ユナはソラの変化に気づかず、ミュアーに話を振った。
「ミュアーも腰におっきな傷があるんだよね~」
「ユナ。私が言い出すならまだしも、貴方が始める話題じゃないでしょ」
「そうなの?」
「そうなの」
「ん~……、……そうだね。ごめんなさい」
謝るユナの頭をミュアーがぽんぽんと叩く。さらにミュアーは無愛想な顔つきのソラを見かねて、下着代わりのリネンワンピースを脱いで自分の腰部を見せた。
「ほら、これ」
「うわ。めちゃくちゃ痛そう」
小さな体を横断する傷に、ソラは眉をひそめた。
「昔、魔物に襲われたことがあるの。そのときに、ね」
「ユナもよく覚えてる~。血がどばーっと出て、ユナが叫んだ声を聞いてお父さんたちが駆けつけて、最終的にジーノお姉ちゃんが魔法をばーんってして魔物をやっつけてくれたんだ」
「この怪我はエースお兄ちゃんが治療してくれたのよ。

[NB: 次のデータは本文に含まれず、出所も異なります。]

//! Cluster analysis over the bubble lattice
//!
//! Two flood fills share the grid adjacency:
//! - same-color clusters grown from a freshly placed bubble (depth-first)
//! - ceiling connectivity grown from every bubble in row 0 (breadth-first);
//!   anything the fill does not reach is floating and drops

use std::collections::{HashSet, VecDeque};

use super::hex::{GridPos, HexGrid};

/// All bubbles reachable from `seed` through neighbors of the seed's color.
///
/// The seed itself is always first. Returns an empty list if `seed` is empty.
pub fn find_cluster(grid: &HexGrid, seed: GridPos) -> Vec<GridPos> {
    let Some(target) = grid.get(seed).map(|b| b.color) else {
        return Vec::new();
    };

    let mut cluster = vec![seed];
    let mut visited = HashSet::from([seed]);
    let mut stack = vec![seed];

    while let Some(current) = stack.pop() {
        for neighbor in grid.neighbors(current) {
            let same_color = grid.get(neighbor).is_some_and(|b| b.color == target);
            if same_color && visited.insert(neighbor) {
                stack.push(neighbor);
                cluster.push(neighbor);
            }
        }
    }

    cluster
}

/// Every placed bubble with no adjacency path back to row 0, in row-major order
pub fn find_floating(grid: &HexGrid) -> Vec<GridPos> {
    let anchored = find_anchored(grid);
    grid.iter()
        .map(|(pos, _)| pos)
        .filter(|pos| !anchored.contains(pos))
        .collect()
}

/// Bubbles transitively connected to the ceiling row
fn find_anchored(grid: &HexGrid) -> HashSet<GridPos> {
    let mut anchored = HashSet::new();
    let mut queue = VecDeque::new();

    for (pos, _) in grid.iter().take_while(|(pos, _)| pos.row == 0) {
        anchored.insert(pos);
        queue.push_back(pos);
    }

    while let Some(current) = queue.pop_front() {
        for neighbor in grid.neighbors(current) {
            if anchored.insert(neighbor) {
                queue.push_back(neighbor);
            }
        }
    }

    anchored
}

/// Flag every listed bubble for the pop animation
pub fn mark_popping(grid: &mut HexGrid, positions: &[GridPos]) {
    for &pos in positions {
        if let Some(bubble) = grid.get_mut(pos) {
            bubble.popping = true;
        }
    }
}
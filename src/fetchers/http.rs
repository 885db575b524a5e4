use crate::config::AnalyzerConfig;
use crate::errors::{AnalyzerError, FetchError};
use crate::fetchers::fetcher::{FetchedPage, Fetcher};
use async_trait::async_trait;
use reqwest::Client;
use reqwest::header::{HeaderMap, HeaderValue, USER_AGENT};

/// [`Fetcher`] backed by a reqwest HTTP client
#[derive(Debug, Clone)]
pub struct HttpFetcher {
    client: Client,
}

impl HttpFetcher {
    /// Build a client with the configured User-Agent and optional timeout
    pub fn new(config: &AnalyzerConfig) -> Result<Self, AnalyzerError> {
        let mut headers = HeaderMap::new();
        let user_agent = HeaderValue::from_str(&config.user_agent)
            .map_err(|e| AnalyzerError::Config(format!("invalid user agent: {}", e)))?;
        headers.insert(USER_AGENT, user_agent);

        let mut builder = Client::builder().default_headers(headers);
        if let Some(timeout) = config.timeout() {
            builder = builder.timeout(timeout);
        }

        let client = builder
            .build()
            .map_err(|e| AnalyzerError::Config(format!("failed to build HTTP client: {}", e)))?;

        Ok(Self { client })
    }

    /// Wrap an already configured client
    pub fn with_client(client: Client) -> Self {
        Self { client }
    }
}

#[async_trait]
impl Fetcher for HttpFetcher {
    async fn fetch(&self, url: &str) -> Result<FetchedPage, FetchError> {
        ::log::debug!("GET {}", url);
        let start = std::time::Instant::now();

        let response = self
            .client
            .get(url)
            .send()
            .await
            .map_err(|e| transport_error(url, e))?;

        let status = response.status();
        if !status.is_success() {
            return Err(FetchError::Status {
                url: url.to_string(),
                status: status.as_u16(),
            });
        }

        let body = response.text().await.map_err(|e| transport_error(url, e))?;

        ::log::debug!(
            "Fetched {} ({} bytes) in {:.2} seconds",
            url,
            body.len(),
            start.elapsed().as_secs_f64()
        );

        Ok(FetchedPage::new(url, status.as_u16(), body))
    }
}

fn transport_error(url: &str, error: reqwest::Error) -> FetchError {
    FetchError::Transport {
        url: url.to_string(),
        message: error.to_string(),
    }
}
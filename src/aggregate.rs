use crate::results::{AggregateStats, PageRecord, QueryResult, Source};

/// Means over `records`, or `None` when there are no records
pub fn compute_stats(records: &[PageRecord]) -> Option<AggregateStats> {
    if records.is_empty() {
        return None;
    }

    let n = records.len() as f64;
    let mean = |f: fn(&PageRecord) -> usize| records.iter().map(f).sum::<usize>() as f64 / n;

    Some(AggregateStats {
        avg_title_length: mean(|r: &PageRecord| r.title_length),
        avg_description_length: mean(|r: &PageRecord| r.description_length),
        avg_content_length: mean(|r: &PageRecord| r.visible_text_length),
    })
}

/// Combine successfully analyzed pages into a [`QueryResult`].
///
/// Returns `None` ("no data") when `records` is empty.
pub fn aggregate(source: Source, records: Vec<PageRecord>) -> Option<QueryResult> {
    let aggregate_stats = compute_stats(&records)?;
    Some(QueryResult {
        source,
        records,
        aggregate_stats,
    })
}

#[cfg(test)]
mod tests {
    use super::*;
    use std::collections::BTreeSet;

    fn record(title: &str, description: &str, content_length: usize) -> PageRecord {
        let meta_description = if description.is_empty() {
            "No description".to_string()
        } else {
            description.to_string()
        };
        PageRecord {
            url: format!("https://{}.example", title.to_lowercase()),
            title: title.to_string(),
            title_length: title.chars().count(),
            primary_heading: "No H1".to_string(),
            secondary_headings: Vec::new(),
            meta_description,
            description_length: description.chars().count(),
            visible_text_length: content_length,
            word_count: 0,
            top_keywords: Vec::new(),
            internal_links: BTreeSet::new(),
            similar_keywords: BTreeSet::new(),
        }
    }

    #[test]
    fn test_empty_input_is_no_data() {
        assert!(compute_stats(&[]).is_none());
        assert!(aggregate(Source::Query("rust".to_string()), Vec::new()).is_none());
    }

    #[test]
    fn test_single_record_means() {
        let stats = compute_stats(&[record("Example Domain", "abc", 120)]).unwrap();
        assert_eq!(stats.avg_title_length, 14.0);
        assert_eq!(stats.avg_description_length, 3.0);
        assert_eq!(stats.avg_content_length, 120.0);
    }

    #[test]
    fn test_means_over_several_records() {
        let records = vec![
            record("ab", "abcd", 100),
            record("abcd", "", 200),
            record("abcdef", "ab", 301),
        ];
        let result = aggregate(Source::UrlList(vec![]), records).unwrap();
        assert_eq!(result.records.len(), 3);
        assert_eq!(result.aggregate_stats.avg_title_length, 4.0);
        assert_eq!(result.aggregate_stats.avg_description_length, 2.0);
        assert_eq!(result.aggregate_stats.avg_content_length, 601.0 / 3.0);
    }

    #[test]
    fn test_missing_description_counts_as_zero() {
        let records = vec![record("abcd", "", 10), record("abcd", "", 10)];
        let stats = compute_stats(&records).unwrap();
        assert_eq!(records[0].meta_description, "No description");
        assert_eq!(stats.avg_description_length, 0.0);
        assert_eq!(stats.avg_title_length, 4.0);
    }

    #[test]
    fn test_aggregate_preserves_record_order() {
        let records = vec![record("Zeta", "", 1), record("Alpha", "", 1)];
        let result = aggregate(Source::Query("q".to_string()), records).unwrap();
        let titles: Vec<&str> = result.records.iter().map(|r| r.title.as_str()).collect();
        assert_eq!(titles, vec!["Zeta", "Alpha"]);
    }
}
use crate::errors::FetchError;
use async_trait::async_trait;

/// Raw markup retrieved for one URL
#[derive(Debug, Clone, PartialEq, Eq)]
pub struct FetchedPage {
    /// URL that was requested
    pub url: String,
    /// HTTP status of the response
    pub status: u16,
    /// Response body
    pub body: String,
}

impl FetchedPage {
    pub fn new(url: impl Into<String>, status: u16, body: impl Into<String>) -> Self {
        Self {
            url: url.into(),
            status,
            body: body.into(),
        }
    }
}

/// Retrieves page markup
#[async_trait]
pub trait Fetcher: Send + Sync {
    /// Fetch one URL, making exactly one request.
    ///
    /// Non-success statuses are reported as [`FetchError::Status`].
    async fn fetch(&self, url: &str) -> Result<FetchedPage, FetchError>;
}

ケイ先生がいれば治癒魔法で足の不自由は残らなかったって話だけど……」
それは言っても仕方のないことだと、ミュアーはさっぱり割り切っていた。
「大切なのは、お兄ちゃんが頑張ってくれたおかげで私は一命を取り留めたってこと! 今も足はあまり高く上げられないけど、平らなところなら難なく歩けるんだし、魔法施術士もいなかったのにここまで回復したのは大したものよね」
「エースくんはミュアーちゃんにとって、命の恩人なんだね」
「そ! 普段はぽやっとしてるけど、すごい人なんだから」
「ぽやっと……?」
剣呑な眼差しで剣を向けられた印象が未だに強いソラは、ミュアーの表現を理解しかねて首を傾げた。その横で脱衣を中断したジーノが膝を折り、ミュアーの両手を掴んで賞賛する。

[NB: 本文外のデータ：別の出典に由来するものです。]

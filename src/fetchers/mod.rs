pub mod fetcher;
pub mod http;

pub use fetcher::{FetchedPage, Fetcher};
pub use http::HttpFetcher;
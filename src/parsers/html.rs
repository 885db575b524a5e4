use scraper::{ElementRef, Html, Selector};
use std::collections::BTreeSet;

pub const NO_TITLE: &str = "No title";
pub const NO_H1: &str = "No H1";
pub const NO_DESCRIPTION: &str = "No description";

/// Structural fields pulled out of one page
#[derive(Debug, Clone, PartialEq, Eq)]
pub struct ExtractedFields {
    /// Title with whitespace collapsed, or a placeholder
    pub title: String,
    /// Character count of the raw title text (of the placeholder when absent)
    pub title_length: usize,
    pub primary_heading: String,
    pub secondary_headings: Vec<String>,
    /// Raw `content` of the description meta tag
    pub meta_description: Option<String>,
    pub internal_links: BTreeSet<String>,
    /// Concatenated text of every text node in the document
    pub visible_text: String,
}

impl ExtractedFields {
    /// Trimmed description, or a placeholder when absent or blank
    pub fn description_or_placeholder(&self) -> String {
        self.meta_description
            .as_deref()
            .map(str::trim)
            .filter(|d| !d.is_empty())
            .unwrap_or(NO_DESCRIPTION)
            .to_string()
    }

    /// Raw description text; empty when the page has none
    pub fn description_text(&self) -> &str {
        self.meta_description.as_deref().unwrap_or("")
    }

    /// Character count of the raw description, 0 when absent
    pub fn description_length(&self) -> usize {
        self.description_text().chars().count()
    }
}

/// Extract SEO fields from page markup fetched from `page_url`.
///
/// Missing title and headings become placeholders. The description is kept
/// optional so metrics never count a placeholder.
pub fn extract(markup: &str, page_url: &str) -> ExtractedFields {
    let doc = Html::parse_document(markup);

    let raw_title = raw_first_text(&doc, "title").filter(|t| !t.trim().is_empty());
    let (title, title_length) = match raw_title {
        Some(raw) => (collapse_whitespace(&raw), raw.chars().count()),
        None => (NO_TITLE.to_string(), NO_TITLE.chars().count()),
    };
    let primary_heading = first_text(&doc, "h1").unwrap_or_else(|| NO_H1.to_string());
    let secondary_headings = all_texts(&doc, "h2");
    let meta_description = meta_description(&doc);
    let internal_links = internal_links(&doc, page_url);
    let visible_text = doc.root_element().text().collect::<String>();

    ::log::debug!(
        "Extracted {} h2 headings and {} internal links from {}",
        secondary_headings.len(),
        internal_links.len(),
        page_url
    );

    ExtractedFields {
        title,
        title_length,
        primary_heading,
        secondary_headings,
        meta_description,
        internal_links,
        visible_text,
    }
}

/// Unmodified text of the first element matching `selector`
fn raw_first_text(doc: &Html, selector: &str) -> Option<String> {
    let selector = Selector::parse(selector).ok()?;
    doc.select(&selector)
        .next()
        .map(|e| e.text().collect::<String>())
}

/// Text of the first element matching `selector`, if it has any
fn first_text(doc: &Html, selector: &str) -> Option<String> {
    let selector = Selector::parse(selector).ok()?;
    doc.select(&selector)
        .next()
        .map(element_text)
        .filter(|text| !text.is_empty())
}

/// Non-empty texts of every element matching `selector`, in document order
fn all_texts(doc: &Html, selector: &str) -> Vec<String> {
    let Ok(selector) = Selector::parse(selector) else {
        return Vec::new();
    };
    doc.select(&selector)
        .map(element_text)
        .filter(|text| !text.is_empty())
        .collect()
}

/// Element text with whitespace runs collapsed
fn element_text(element: ElementRef<'_>) -> String {
    collapse_whitespace(&element.text().collect::<Vec<_>>().join(" "))
}

fn collapse_whitespace(text: &str) -> String {
    text.split_whitespace().collect::<Vec<_>>().join(" ")
}

/// Content of the first `<meta name="description">` (name compared case-insensitively)
fn meta_description(doc: &Html) -> Option<String> {
    let selector = Selector::parse("meta[name]").ok()?;
    doc.select(&selector)
        .find(|e| {
            e.value()
                .attr("name")
                .is_some_and(|name| name.eq_ignore_ascii_case("description"))
        })
        .and_then(|e| e.value().attr("content"))
        .map(str::to_string)
}

/// Hrefs classified as internal by [`is_internal_link`]
fn internal_links(doc: &Html, page_url: &str) -> BTreeSet<String> {
    let Ok(selector) = Selector::parse("a[href]") else {
        return BTreeSet::new();
    };
    doc.select(&selector)
        .filter_map(|e| e.value().attr("href"))
        .filter(|href| is_internal_link(href, page_url))
        .map(|href| href.to_string())
        .collect()
}

/// A link is internal if it contains the page URL or starts with `/`.
///
/// This is a substring heuristic, not an authority comparison: protocol
/// relative links (`//cdn.example.com/x`) count as internal, while absolute
/// links to the same host that do not contain the full page URL do not.
pub fn is_internal_link(href: &str, page_url: &str) -> bool {
    href.starts_with('/') || (!page_url.is_empty() && href.contains(page_url))
}

/// Result links matching `selector` on a search listing page
pub fn result_links(markup: &str, selector: &Selector) -> Vec<String> {
    let doc = Html::parse_document(markup);
    let links = doc
        .select(selector)
        .filter_map(|e| {
            // The selector may match the result container or the anchor itself
            if e.value().name() == "a" {
                e.value().attr("href")
            } else {
                first_anchor_href(e)
            }
        })
        .map(|s| s.to_string())
        .collect::<Vec<String>>();

    ::log::debug!("Listing page yielded {} result links", links.len());
    links
}

fn first_anchor_href(element: ElementRef<'_>) -> Option<&str> {
    let anchor = Selector::parse("a[href]").ok()?;
    element
        .select(&anchor)
        .next()
        .and_then(|a| a.value().attr("href"))
}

「ですが、一番すごいのはミュアーですよ。傷が治ったあとも一生懸命に歩く訓練を続けて、その努力があったからこそ今の状態まで回復したのだとお兄様は言っていました。ミュアーは頑張り屋さんだと褒めていましたよ」
「まあね! 情けない姿ばかり覚えてられても困るもの。フフン!」
「キミは強いなぁ……」
自分にはとても真似できないと言いたげなソラの声色に、ミュアーが顔をしかめる。それを知らないソラは少女の前向きな姿勢に憧れ、えいやと下着を脱ぎ捨てた。とはいえ急に気が大きくなるはずもなく、彼女は胸元を気にしながらこそこそと浴室のドアを開けた。